Climate solutions that will make life much better

For our civilization to thrive on this fast-changing earth of ours, it'll have to change in some fairly big ways. Those changes are all technically pretty straightforward — and they'd make life on earth a lot better.

Here's how.

4. Freeing up energy production

The most obvious benefit of getting our world off the frozen solar energy of fossil fuels, and onto its live versions instead, would be… well, survival. But it would bring other benefits too.
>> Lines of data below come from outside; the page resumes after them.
use std::path::PathBuf;
use thiserror::Error;

/// Fatal configuration problems, raised before any build work starts.
#[derive(Debug, Error)]
pub enum ConfigError {
    #[error("Invalid glob pattern '{pattern}': {reason}")]
    InvalidPattern { pattern: String, reason: String },

    #[error("Invalid stage definition for '{pattern}': {reason}")]
    InvalidStage { pattern: String, reason: String },

    #[error("Failed to load options from {path}: {reason}")]
    InvalidOptions { path: PathBuf, reason: String },

    #[error("Unsupported options file format: {0}")]
    UnsupportedFormat(PathBuf),

    #[error("Configuration validation failed: {0}")]
    ValidationFailed(String),

    #[error("Failed to parse {field}: {error}")]
    ParseError { field: String, error: String },

    #[error(transparent)]
    Resolution(#[from] ResolutionError),
}

impl ConfigError {
    pub fn invalid_pattern(pattern: impl Into<String>, err: impl ToString) -> Self {
        ConfigError::InvalidPattern {
            pattern: pattern.into(),
            reason: err.to_string(),
        }
    }
}

/// A stage name that could not be located under its base directory.
#[derive(Debug, Error)]
pub enum ResolutionError {
    #[error("Cannot resolve stage '{stage}' from {base_dir}")]
    NotFound { stage: String, base_dir: PathBuf },

    #[error("Invalid package manifest for stage '{stage}' at {manifest}: {reason}")]
    InvalidManifest {
        stage: String,
        manifest: PathBuf,
        reason: String,
    },
}

impl ResolutionError {
    pub fn stage(&self) -> &str {
        match self {
            ResolutionError::NotFound { stage, .. } => stage,
            ResolutionError::InvalidManifest { stage, .. } => stage,
        }
    }
}

/// Failures reported to the build error channel during context prefetch.
#[derive(Debug, Error)]
pub enum DiscoveryError {
    #[error("Cannot read scope directory {scope}: {reason}")]
    ScopeUnreadable { scope: PathBuf, reason: String },

    #[error("Discovery request for {scope} was dropped by the host")]
    Dropped { scope: PathBuf },

    #[error("Discovery failed for {scope}: {reason}")]
    Host { scope: PathBuf, reason: String },
}

impl DiscoveryError {
    pub fn scope(&self) -> &PathBuf {
        match self {
            DiscoveryError::ScopeUnreadable { scope, .. }
            | DiscoveryError::Dropped { scope }
            | DiscoveryError::Host { scope, .. } => scope,
        }
    }
}

#[cfg(test)]
mod tests {
    use super::*;

    #[test]
    fn test_invalid_pattern_names_pattern() {
        let err = ConfigError::invalid_pattern("src/[a", "unclosed character class");
        let msg = err.to_string();
        assert!(msg.contains("src/[a"));
        assert!(msg.contains("unclosed"));
    }

    #[test]
    fn test_resolution_error_reports_stage_and_base() {
        let err = ResolutionError::NotFound {
            stage: "babel".to_string(),
            base_dir: PathBuf::from("/proj"),
        };
        assert_eq!(err.stage(), "babel");
        assert_eq!(err.to_string(), "Cannot resolve stage 'babel' from /proj");
    }

    #[test]
    fn test_resolution_converts_into_config_error() {
        let err: ConfigError = ResolutionError::NotFound {
            stage: "css".to_string(),
            base_dir: PathBuf::from("/proj"),
        }
        .into();
        assert!(matches!(err, ConfigError::Resolution(_)));
        assert!(err.to_string().contains("'css'"));
    }

    #[test]
    fn test_discovery_error_scope() {
        let err = DiscoveryError::ScopeUnreadable {
            scope: PathBuf::from("/proj/src"),
            reason: "permission denied".to_string(),
        };
        assert_eq!(err.scope(), &PathBuf::from("/proj/src"));
    }
}
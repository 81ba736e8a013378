//! Stage name resolution
//!
//! Turns a stage name such as `css` into the absolute path of the module
//! implementing it, following the node-style search path the pipeline uses:
//! each ancestor of the base directory is probed for
//! `<ancestor>/<search_dir>/<template(name)>`.

use crate::chain::{StageChain, StageReference, BUILTIN_PREFIX};
use crate::error::ResolutionError;
use crate::fs::FileSystem;
use std::path::{Path, PathBuf};
use std::sync::Arc;
use tracing::{debug, trace};

pub const DEFAULT_SEARCH_DIR: &str = "node_modules";
pub const DEFAULT_TEMPLATES: &[&str] = &["*-loader", "*"];

const SCRIPT_EXTENSION: &str = "js";
const MANIFEST: &str = "package.json";
const INDEX: &str = "index.js";

pub struct StageResolver {
    fs: Arc<dyn FileSystem>,
    search_dir: String,
    templates: Vec<String>,
}

impl StageResolver {
    pub fn new(fs: Arc<dyn FileSystem>) -> Self {
        Self {
            fs,
            search_dir: DEFAULT_SEARCH_DIR.to_string(),
            templates: DEFAULT_TEMPLATES.iter().map(|t| t.to_string()).collect(),
        }
    }

    pub fn with_search_dir(mut self, search_dir: impl Into<String>) -> Self {
        self.search_dir = search_dir.into();
        self
    }

    /// Name templates tried in order; `*` stands for the stage name.
    pub fn with_templates(mut self, templates: Vec<String>) -> Self {
        self.templates = templates;
        self
    }

    /// Absolute identifier for `name`, looked up from `base_dir`.
    pub fn resolve_name(&self, name: &str, base_dir: &Path) -> Result<String, ResolutionError> {
        if name.starts_with(BUILTIN_PREFIX) {
            return Ok(name.to_string());
        }

        for candidate in self.candidates(name, base_dir) {
            trace!("Probing {} for stage '{}'", candidate.display(), name);
            if let Some(found) = self.load(name, &candidate)? {
                let found = self.fs.canonicalize(&found).unwrap_or(found);
                debug!("Resolved stage '{}' to {}", name, found.display());
                return Ok(found.display().to_string());
            }
        }

        Err(ResolutionError::NotFound {
            stage: name.to_string(),
            base_dir: base_dir.to_path_buf(),
        })
    }

    /// `stage` with its name replaced by the resolved identifier.
    pub fn resolve(
        &self,
        stage: &StageReference,
        base_dir: &Path,
    ) -> Result<StageReference, ResolutionError> {
        Ok(StageReference {
            name: self.resolve_name(&stage.name, base_dir)?,
            parameters: stage.parameters.clone(),
        })
    }

    /// Resolves every stage of `chain`, keeping its order.
    pub fn resolve_chain(
        &self,
        chain: &StageChain,
        base_dir: &Path,
    ) -> Result<StageChain, ResolutionError> {
        chain
            .iter()
            .map(|stage| self.resolve(stage, base_dir))
            .collect::<Result<Vec<_>, _>>()
            .map(StageChain::from)
    }

    fn candidates(&self, name: &str, base_dir: &Path) -> Vec<PathBuf> {
        let path = Path::new(name);
        if path.is_absolute() {
            return vec![path.to_path_buf()];
        }
        if name == "." || name == ".." || name.starts_with("./") || name.starts_with("../") {
            return vec![base_dir.join(name)];
        }

        base_dir
            .ancestors()
            .filter(|dir| dir.file_name().map(|n| n != self.search_dir.as_str()).unwrap_or(true))
            .flat_map(|dir| {
                let search = dir.join(&self.search_dir);
                self.templates
                    .iter()
                    .map(move |template| search.join(template.replace('*', name)))
            })
            .collect()
    }

    fn load(&self, stage: &str, candidate: &Path) -> Result<Option<PathBuf>, ResolutionError> {
        if let Some(file) = self.load_file(candidate) {
            return Ok(Some(file));
        }
        if !self.fs.is_dir(candidate) {
            return Ok(None);
        }

        let manifest = candidate.join(MANIFEST);
        if self.fs.is_file(&manifest) {
            if let Some(main) = self.read_main(stage, &manifest)? {
                let entry = candidate.join(main);
                if let Some(file) = self.load_file(&entry) {
                    return Ok(Some(file));
                }
                let index = entry.join(INDEX);
                if self.fs.is_file(&index) {
                    return Ok(Some(index));
                }
            }
        }

        let index = candidate.join(INDEX);
        if self.fs.is_file(&index) {
            return Ok(Some(index));
        }
        Ok(None)
    }

    fn load_file(&self, candidate: &Path) -> Option<PathBuf> {
        if self.fs.is_file(candidate) {
            return Some(candidate.to_path_buf());
        }
        let mut with_ext = candidate.as_os_str().to_owned();
        with_ext.push(".");
        with_ext.push(SCRIPT_EXTENSION);
        let with_ext = PathBuf::from(with_ext);
        self.fs.is_file(&with_ext).then_some(with_ext)
    }

    fn read_main(&self, stage: &str, manifest: &Path) -> Result<Option<String>, ResolutionError> {
        let invalid = |reason: String| ResolutionError::InvalidManifest {
            stage: stage.to_string(),
            manifest: manifest.to_path_buf(),
            reason,
        };

        let content = self
            .fs
            .read_to_string(manifest)
            .map_err(|e| invalid(e.to_string()))?;
        let value: serde_json::Value =
            serde_json::from_str(&content).map_err(|e| invalid(e.to_string()))?;

        Ok(value
            .get("main")
            .and_then(|main| main.as_str())
            .filter(|main| !main.is_empty())
            .map(str::to_string))
    }
}
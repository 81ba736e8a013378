use clap::{Parser, Subcommand, ValueEnum};
use std::path::PathBuf;

/// Config-resolution layer for derivation pipelines
#[derive(Parser, Debug)]
#[command(
    name = "derivekit",
    about = "Compile pattern-keyed stage rules into pipeline options",
    version,
    author,
    long_about = "derivekit merges a project's options file over the built-in preset, \
                  compiles its pattern-keyed rule tables into ordered rule records and \
                  prefetches the files selected by its prefetch declarations."
)]
pub struct CliArgs {
    #[command(subcommand)]
    pub command: Commands,

    #[arg(long, global = true, value_name = "LEVEL", help = "Set logging level")]
    pub log_level: Option<String>,

    #[arg(short = 'v', long, global = true, help = "Enable debug logging")]
    pub verbose: bool,

    #[arg(
        short = 'q',
        long,
        global = true,
        conflicts_with = "verbose",
        help = "Quiet mode - suppress non-error output"
    )]
    pub quiet: bool,
}

#[derive(Subcommand, Debug)]
pub enum Commands {
    #[command(
        about = "Merge options over the preset and compile rule tables",
        long_about = "Loads the options file under CONTEXT, merges it over the built-in preset \
                      and prints the compiled options.\n\n\
                      Examples:\n  \
                      derivekit compile\n  \
                      derivekit compile ./app --format json\n  \
                      derivekit compile --config derive.config.yaml --resolve"
    )]
    Compile(CompileArgs),

    #[command(
        about = "Split a glob into its literal scope and local pattern",
        long_about = "Examples:\n  \
                      derivekit split 'src/**/*.css'\n  \
                      derivekit split 'global:lib/*.js'"
    )]
    Split(SplitArgs),

    #[command(
        about = "Run the prefetch declarations of an options file",
        long_about = "Compiles the options under CONTEXT, then lists every file selected by \
                      its prefetch declarations. Unreadable scopes fail the run. A key \
                      without glob syntax names a file rather than a directory to \
                      scan, so it fails the same way.\n\n\
                      Examples:\n  \
                      derivekit prefetch\n  \
                      derivekit prefetch ./app --format yaml"
    )]
    Prefetch(PrefetchArgs),

    #[command(
        about = "Show the effective settings",
        long_about = "Prints the settings read from DERIVEKIT_* environment variables, \
                      after defaults are applied.\n\n\
                      Examples:\n  \
                      derivekit config\n  \
                      DERIVEKIT_OPTIONS_FILE=derive.yaml derivekit config --format json"
    )]
    Config(ConfigArgs),
}

#[derive(Parser, Debug, Clone)]
pub struct CompileArgs {
    #[arg(
        value_name = "CONTEXT",
        help = "Project directory (defaults to current directory)"
    )]
    pub context: Option<PathBuf>,

    #[arg(
        short = 'c',
        long,
        value_name = "FILE",
        help = "Options file, relative to CONTEXT (defaults to derive.config.json)"
    )]
    pub config: Option<PathBuf>,

    #[arg(
        short = 'f',
        long,
        value_enum,
        default_value = "human",
        help = "Output format"
    )]
    pub format: OutputFormatArg,

    #[arg(long, help = "Resolve stage names to module paths")]
    pub resolve: bool,
}

#[derive(Parser, Debug, Clone)]
pub struct SplitArgs {
    #[arg(value_name = "PATTERN", help = "Glob pattern, optionally prefixed with 'global:'")]
    pub pattern: String,

    #[arg(long, help = "Treat the pattern as global")]
    pub global: bool,

    #[arg(
        short = 'f',
        long,
        value_enum,
        default_value = "human",
        help = "Output format"
    )]
    pub format: OutputFormatArg,
}

#[derive(Parser, Debug, Clone)]
pub struct PrefetchArgs {
    #[arg(
        value_name = "CONTEXT",
        help = "Project directory (defaults to current directory)"
    )]
    pub context: Option<PathBuf>,

    #[arg(short = 'c', long, value_name = "FILE", help = "Options file, relative to CONTEXT")]
    pub config: Option<PathBuf>,

    #[arg(
        short = 'f',
        long,
        value_enum,
        default_value = "human",
        help = "Output format"
    )]
    pub format: OutputFormatArg,
}

#[derive(Parser, Debug, Clone)]
pub struct ConfigArgs {
    #[arg(
        short = 'f',
        long,
        value_enum,
        default_value = "human",
        help = "Output format"
    )]
    pub format: OutputFormatArg,
}

#[derive(ValueEnum, Debug, Clone, Copy, PartialEq, Eq)]
pub enum OutputFormatArg {
    Json,
    Yaml,
    Human,
}

impl From<OutputFormatArg> for super::output::OutputFormat {
    fn from(arg: OutputFormatArg) -> Self {
        match arg {
            OutputFormatArg::Json => super::output::OutputFormat::Json,
            OutputFormatArg::Yaml => super::output::OutputFormat::Yaml,
            OutputFormatArg::Human => super::output::OutputFormat::Human,
        }
    }
}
Switching to renewables could, if done right, foster community independence and cohesion, as people and groups manufactured and sold their own energy. But it could also help level inequality, as some of the poorest places in the world, including in the US, happen to be sunny and windy. If the people who live in such places were empowered to produce and sell their own energy (rather than host others to do so, which often goes wrong), energy purchases could support them instead of billionaires.

Figure 5: Homeland security professionals celebrate siting the nation's solar and wind resources on Native American land

Since societal unhappiness is clearly correlated with inequality — the conceptual opposite of "trickle-down" theory — anything that diverts resources to the poorest would benefit everyone.

Figure 6: One study of many showing inequality and unhappiness linked

3. Awesome transport solutions

Private cars, even electric ones, have huge ecological costs. They also have social costs, that many have tried to offset, with sometimes catastrophic consequences

There's only one way to make both life and the atmosphere healthier without sacrificing mobility, and that's to seriously beef up public transport.

Transport solutions of the past - and future?

Figure 7: Futuristic visions that were already possible then

Cities in which people and goods get around in regular or super-flexible trams, on good old regular bicycles (or weird new ones), and even on parallel speedy walkways, would have oodles of room for parks, community farms, "garden colonies," and other stuff that pretty much everyone would enjoy.

And why limit transformation to cities? If long-distance travel were decoupled from work (see #1 below), and if people could live where they found the most meaning, more ecological modes of transport like trains and blimps and ships could suffice for most trips, with the journey its own reward.

2. Reducing redundant consumption

Not all changes need to be sweeping. One tiny tweak with huge impact would be laws mandating lifelong full-service warranties for all consumer products — instantly turning  the service the product provides into the product. It would be up to manufacturers to ensure that the service continues indefinitely; "planned obsolescence" and other redundant production would vanish, along with their massive emissions.

Further, the disparity between quality products for the rich, and disposable cheap ones for the poor, would disappear. (Prices could be capped at the low end, as they already are for many things.) Since, again, visible inequality is a greater driver of misery than anything else (see #4), any such leveling, however small, would help make society happier.

1. Freedom from obligatory toil

The biggest vision, with the most potential to transform our lives while dramatically cutting emissions, is so simple and obvious that it's almost unthinkable. 

Figure 8: The great Frances Fox Piven envisions a world of automation with equitable distribution

Automation is already widespread, with computers and robots doing more and more of our work every year. Yet leisure time hasn't kept pace, because corporations absorb most of the profit. 

If the benefits of automation were distributed equitably across all of society, people, rather than corporations, could decide what work is most meaningful. Imagine if everyone could decide how much time to devote to caring for others, or engaging in urban farming, or creating art or music or poetry, or whatever each person found most important. A world guided by complex humans, rather than single-minded corporations, would not only be happier, but also much less likely to keep killing our planet.

Figure 9: Exxon demonstrates its single-minded devotion to profits in the face of human extinction

So now what?

The above solutions — a few among many — are all technically pretty straightforward. Political change is a whole other matter. But societies have changed radically many times throughout history, and it should help that these changes and others would make life on earth a lot better.

A few other resources:

Beautiful visions are not the Yes Men's forte. Like most leftists of the past 40 years, we've often been afraid to think big, limiting ourselves to what's "reasonable" to expect from a future that's much like the present. Like in one of our most "prefigurative" projects, a fake New York Times, we posited that mass non-violent civil disobedience had led to the end of a terrible, disruptive, and massively criminal war about oil.

Figure 1: A criminal oil war is over

Plausible and possible, yes, but hardly big-thinking. We also envisioned how public pressure could plausibly lead to health care for all, and free education, and a bunch of other cool things:

Figure 2: The US catches up to the rest of the world

But all wealthy countries, and many poor ones, already have most of that — as well as a near-absence of mass shootings, of course. "Let's be as good as everyone else" is somehow not a great rallying cry in the exceptionalist USA. As for the climate-change picture, for a long time the most utopian we ever dared get was… not very:

Figure 3: Contractors cheer as ExxonMobil vows to "never again destroy a large American city"

Not the sort of vision that makes you spin like a frog with excitement.

Figure 4: An endangered species made entirely of petroleum-based products spins with excitement

So... see above.

 

Thanks to the Tassajara Earth Activists for helping us think through this piece, and to Emily Johnston in particular. All errors, oversights, and underdeveloped thoughts are strictly our fault!